use super::rules::{self, QuizOutcome, TierProgress};
use super::summary::OutcomeSummary;
use crate::clock::{Clock, SystemClock};
use crate::config::{EngineConfig, UnlockThreshold};
use crate::curriculum::{Curriculum, ItemId, Tier, TierId};
use crate::error::{RecordError, StoreError, UnknownTier};
use crate::mastery::{LearnerState, LearnerStore};
use crate::quiz::{QuizGenerator, QuizQuestion};
use rand::Rng;
use std::sync::{Mutex, MutexGuard};

/// Front door for the presentation layer.
///
/// Owns the curriculum, the learner store and the clock. Recording a quiz
/// holds the store lock across load, transition and save, so concurrent
/// submissions are applied one after the other instead of overwriting each
/// other.
pub struct ProgressionEngine<S: LearnerStore, C: Clock = SystemClock> {
    curriculum: Curriculum,
    config: EngineConfig,
    store: Mutex<S>,
    clock: C,
}

impl<S: LearnerStore> ProgressionEngine<S, SystemClock> {
    pub fn new(curriculum: Curriculum, store: S, config: EngineConfig) -> Self {
        Self::with_clock(curriculum, store, config, SystemClock)
    }
}

impl<S: LearnerStore, C: Clock> ProgressionEngine<S, C> {
    pub fn with_clock(curriculum: Curriculum, store: S, config: EngineConfig, clock: C) -> Self {
        Self {
            curriculum,
            config,
            store: Mutex::new(store),
            clock,
        }
    }

    pub fn curriculum(&self) -> &Curriculum {
        &self.curriculum
    }

    pub fn config(&self) -> &EngineConfig {
        &self.config
    }

    pub fn tiers(&self) -> &[Tier] {
        self.curriculum.tiers()
    }

    pub fn quiz_generator(&self) -> QuizGenerator<'_> {
        QuizGenerator::new(&self.curriculum)
    }

    pub fn generate<R: Rng + ?Sized>(
        &self,
        tier: &TierId,
        count: usize,
        rng: &mut R,
    ) -> Result<Vec<QuizQuestion>, UnknownTier> {
        self.quiz_generator().generate(tier, count, rng)
    }

    /// A quiz of the configured default length.
    pub fn generate_default<R: Rng + ?Sized>(
        &self,
        tier: &TierId,
        rng: &mut R,
    ) -> Result<Vec<QuizQuestion>, UnknownTier> {
        self.generate(tier, self.config.default_question_count, rng)
    }

    fn lock_store(&self) -> MutexGuard<'_, S> {
        // A panic mid-save leaves the store usable; the saved document is
        // either the old or the new one.
        self.store.lock().unwrap_or_else(|poisoned| poisoned.into_inner())
    }

    pub fn load_state(&self) -> Result<LearnerState, StoreError> {
        self.lock_store().load(&self.curriculum)
    }

    pub fn tier_progress(
        &self,
        state: &LearnerState,
        tier: &TierId,
    ) -> Result<TierProgress, UnknownTier> {
        rules::tier_progress(state, &self.curriculum, &self.config, tier)
    }

    pub fn overview(&self, state: &LearnerState) -> Vec<TierProgress> {
        rules::overview(state, &self.curriculum, &self.config)
    }

    /// Effective unlock requirement of `tier` under this engine's config.
    pub fn unlock_threshold(&self, tier: &TierId) -> Result<UnlockThreshold, UnknownTier> {
        rules::unlock_threshold(&self.config, &self.curriculum, tier)
    }

    /// Record which items were answered correctly in a quiz on `tier`.
    pub fn record_outcome(
        &self,
        tier: &TierId,
        correct_item_ids: &[ItemId],
    ) -> Result<OutcomeSummary, RecordError> {
        self.record_quiz(&QuizOutcome::new(tier.clone(), correct_item_ids.to_vec()))
    }

    /// Apply `outcome` to the stored learner state and persist the result.
    ///
    /// On a failed save the computed summary travels inside
    /// [`RecordError::Persist`]; nothing is lost, and the store still holds
    /// the previous state. A store that cannot be read is left untouched.
    pub fn record_quiz(&self, outcome: &QuizOutcome) -> Result<OutcomeSummary, RecordError> {
        let mut store = self.lock_store();
        let state = store.load(&self.curriculum).map_err(RecordError::Load)?;
        let summary = rules::record_outcome(
            &state,
            outcome,
            &self.curriculum,
            &self.config,
            self.clock.now(),
        )?;

        match store.save_outcome(&summary) {
            Ok(()) => Ok(summary),
            Err(source) => {
                tracing::warn!("failed to save quiz on tier {}: {source}", summary.tier);
                Err(RecordError::Persist {
                    summary: Box::new(summary),
                    source,
                })
            }
        }
    }

    /// Retry persisting a state whose save failed earlier.
    pub fn save_state(&self, state: &LearnerState) -> Result<(), StoreError> {
        self.lock_store().save(state)
    }

    /// Run `f` against the store, e.g. to read quiz history.
    pub fn with_store<T>(&self, f: impl FnOnce(&S) -> T) -> T {
        let store = self.lock_store();
        f(&*store)
    }

    pub fn into_store(self) -> S {
        self.store
            .into_inner()
            .unwrap_or_else(|poisoned| poisoned.into_inner())
    }
}

#[cfg(test)]
mod tests {
    use super::*;
    use crate::clock::FixedClock;
    use crate::mastery::MemoryLearnerStore;
    use assert_matches::assert_matches;
    use chrono::NaiveDate;
    use rand::rngs::StdRng;
    use rand::SeedableRng;
    use std::sync::Arc;

    /// Loads like a memory store but refuses every save.
    #[derive(Default)]
    struct ReadOnlyStore {
        inner: MemoryLearnerStore,
    }

    impl LearnerStore for ReadOnlyStore {
        fn load(&self, curriculum: &Curriculum) -> Result<LearnerState, StoreError> {
            self.inner.load(curriculum)
        }

        fn save(&mut self, _state: &LearnerState) -> Result<(), StoreError> {
            Err(StoreError::Io(std::io::Error::new(
                std::io::ErrorKind::PermissionDenied,
                "read-only",
            )))
        }
    }

    /// Holds a document it can no longer read.
    #[derive(Default)]
    struct UnreadableStore {
        saves: usize,
    }

    impl LearnerStore for UnreadableStore {
        fn load(&self, _curriculum: &Curriculum) -> Result<LearnerState, StoreError> {
            Err(StoreError::Io(std::io::Error::new(
                std::io::ErrorKind::PermissionDenied,
                "permission denied",
            )))
        }

        fn save(&mut self, _state: &LearnerState) -> Result<(), StoreError> {
            self.saves += 1;
            Ok(())
        }
    }

    fn engine() -> ProgressionEngine<MemoryLearnerStore, FixedClock> {
        let mut config = EngineConfig::default();
        config
            .unlock_thresholds
            .insert("1".into(), UnlockThreshold::new(2, 2));
        ProgressionEngine::with_clock(
            Curriculum::embedded().unwrap(),
            MemoryLearnerStore::new(),
            config,
            FixedClock::on(NaiveDate::from_ymd_opt(2024, 6, 1).unwrap()),
        )
    }

    #[test]
    fn test_config_thresholds_are_applied() {
        let engine = engine();
        assert_eq!(
            engine.unlock_threshold(&"1".into()),
            Ok(UnlockThreshold::new(2, 2))
        );
        assert_eq!(
            engine.unlock_threshold(&"2".into()),
            Ok(UnlockThreshold::new(10, 3))
        );
    }

    #[test]
    fn test_record_outcome_persists() {
        let engine = engine();
        let mut rng = StdRng::seed_from_u64(8);
        let questions = engine.generate_default(&"1".into(), &mut rng).unwrap();
        assert_eq!(questions.len(), 10);

        let correct: Vec<ItemId> = questions.iter().take(4).map(|q| q.item_id).collect();
        let summary = engine.record_outcome(&"1".into(), &correct).unwrap();

        let loaded = engine.load_state().unwrap();
        assert_eq!(loaded, summary.state);
        assert_eq!(loaded.sessions_played(&"1".into()), 1);
        assert_eq!(loaded.stats.last_active_date, NaiveDate::from_ymd_opt(2024, 6, 1));
    }

    #[test]
    fn test_failed_save_still_returns_summary() {
        let engine = ProgressionEngine::new(
            Curriculum::embedded().unwrap(),
            ReadOnlyStore::default(),
            EngineConfig::default(),
        );
        let outcome =
            QuizOutcome::new("1".into(), vec![ItemId(1), ItemId(2)]).with_question_count(2);
        let err = engine.record_quiz(&outcome).unwrap_err();

        let summary = err.summary().cloned();
        assert_matches!(err, RecordError::Persist { source: StoreError::Io(_), .. });
        let summary = summary.unwrap();
        assert_eq!(summary.state.correct_count(ItemId(1)), 1);
        assert!(summary.gained_xp > 0);
        assert_eq!(engine.load_state().unwrap().correct_count(ItemId(1)), 0);
    }

    #[test]
    fn test_unreadable_store_is_not_overwritten() {
        let engine = ProgressionEngine::new(
            Curriculum::embedded().unwrap(),
            UnreadableStore::default(),
            EngineConfig::default(),
        );
        let err = engine.record_outcome(&"1".into(), &[ItemId(1)]).unwrap_err();

        assert_matches!(err, RecordError::Load(StoreError::Io(_)));
        assert!(err.summary().is_none());
        assert_eq!(engine.into_store().saves, 0);
    }

    #[test]
    fn test_unknown_tier_is_rejected() {
        let engine = engine();
        assert_matches!(
            engine.record_outcome(&"9".into(), &[ItemId(1)]),
            Err(RecordError::UnknownTier(_))
        );
        assert_eq!(engine.load_state().unwrap().stats.quizzes_completed, 0);
        assert!(engine.into_store().is_empty());
    }

    #[test]
    fn test_concurrent_submissions_are_serialized() {
        let engine = Arc::new(engine());
        let handles: Vec<_> = (0..8)
            .map(|_| {
                let engine = Arc::clone(&engine);
                std::thread::spawn(move || {
                    engine
                        .record_outcome(&"1".into(), &[ItemId(1)])
                        .unwrap();
                })
            })
            .collect();
        for handle in handles {
            handle.join().unwrap();
        }

        let state = engine.load_state().unwrap();
        assert_eq!(state.sessions_played(&"1".into()), 8);
        assert_eq!(state.correct_count(ItemId(1)), 8);
        assert_eq!(state.stats.quizzes_completed, 8);
    }

    #[test]
    fn test_snapshot_is_stable_between_records() {
        let engine = engine();
        engine.record_outcome(&"1".into(), &[ItemId(1)]).unwrap();
        let state = engine.load_state().unwrap();
        let first = engine.overview(&state);
        let second = engine.overview(&state);
        assert_eq!(first, second);
        assert_eq!(
            engine.tier_progress(&state, &"1".into()).unwrap(),
            first[0]
        );
    }
}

** Problem statement **
As listed above, the lines from the line with "assert!(summary.gained_xp > 0);" to the line with "let engine = Arc::clone(&engine);" are to be echoed exactly, with both ends included and nothing added.

** Solved problem **
        assert!(summary.gained_xp > 0);
        assert_eq!(engine.load_state().unwrap().correct_count(ItemId(1)), 0);
    }

    #[test]
    fn test_unreadable_store_is_not_overwritten() {
        let engine = ProgressionEngine::new(
            Curriculum::embedded().unwrap(),
            UnreadableStore::default(),
            EngineConfig::default(),
        );
        let err = engine.record_outcome(&"1".into(), &[ItemId(1)]).unwrap_err();

        assert_matches!(err, RecordError::Load(StoreError::Io(_)));
        assert!(err.summary().is_none());
        assert_eq!(engine.into_store().saves, 0);
    }

    #[test]
    fn test_unknown_tier_is_rejected() {
        let engine = engine();
        assert_matches!(
            engine.record_outcome(&"9".into(), &[ItemId(1)]),
            Err(RecordError::UnknownTier(_))
        );
        assert_eq!(engine.load_state().unwrap().stats.quizzes_completed, 0);
        assert!(engine.into_store().is_empty());
    }

    #[test]
    fn test_concurrent_submissions_are_serialized() {
        let engine = Arc::new(engine());
        let handles: Vec<_> = (0..8)
            .map(|_| {
                let engine = Arc::clone(&engine);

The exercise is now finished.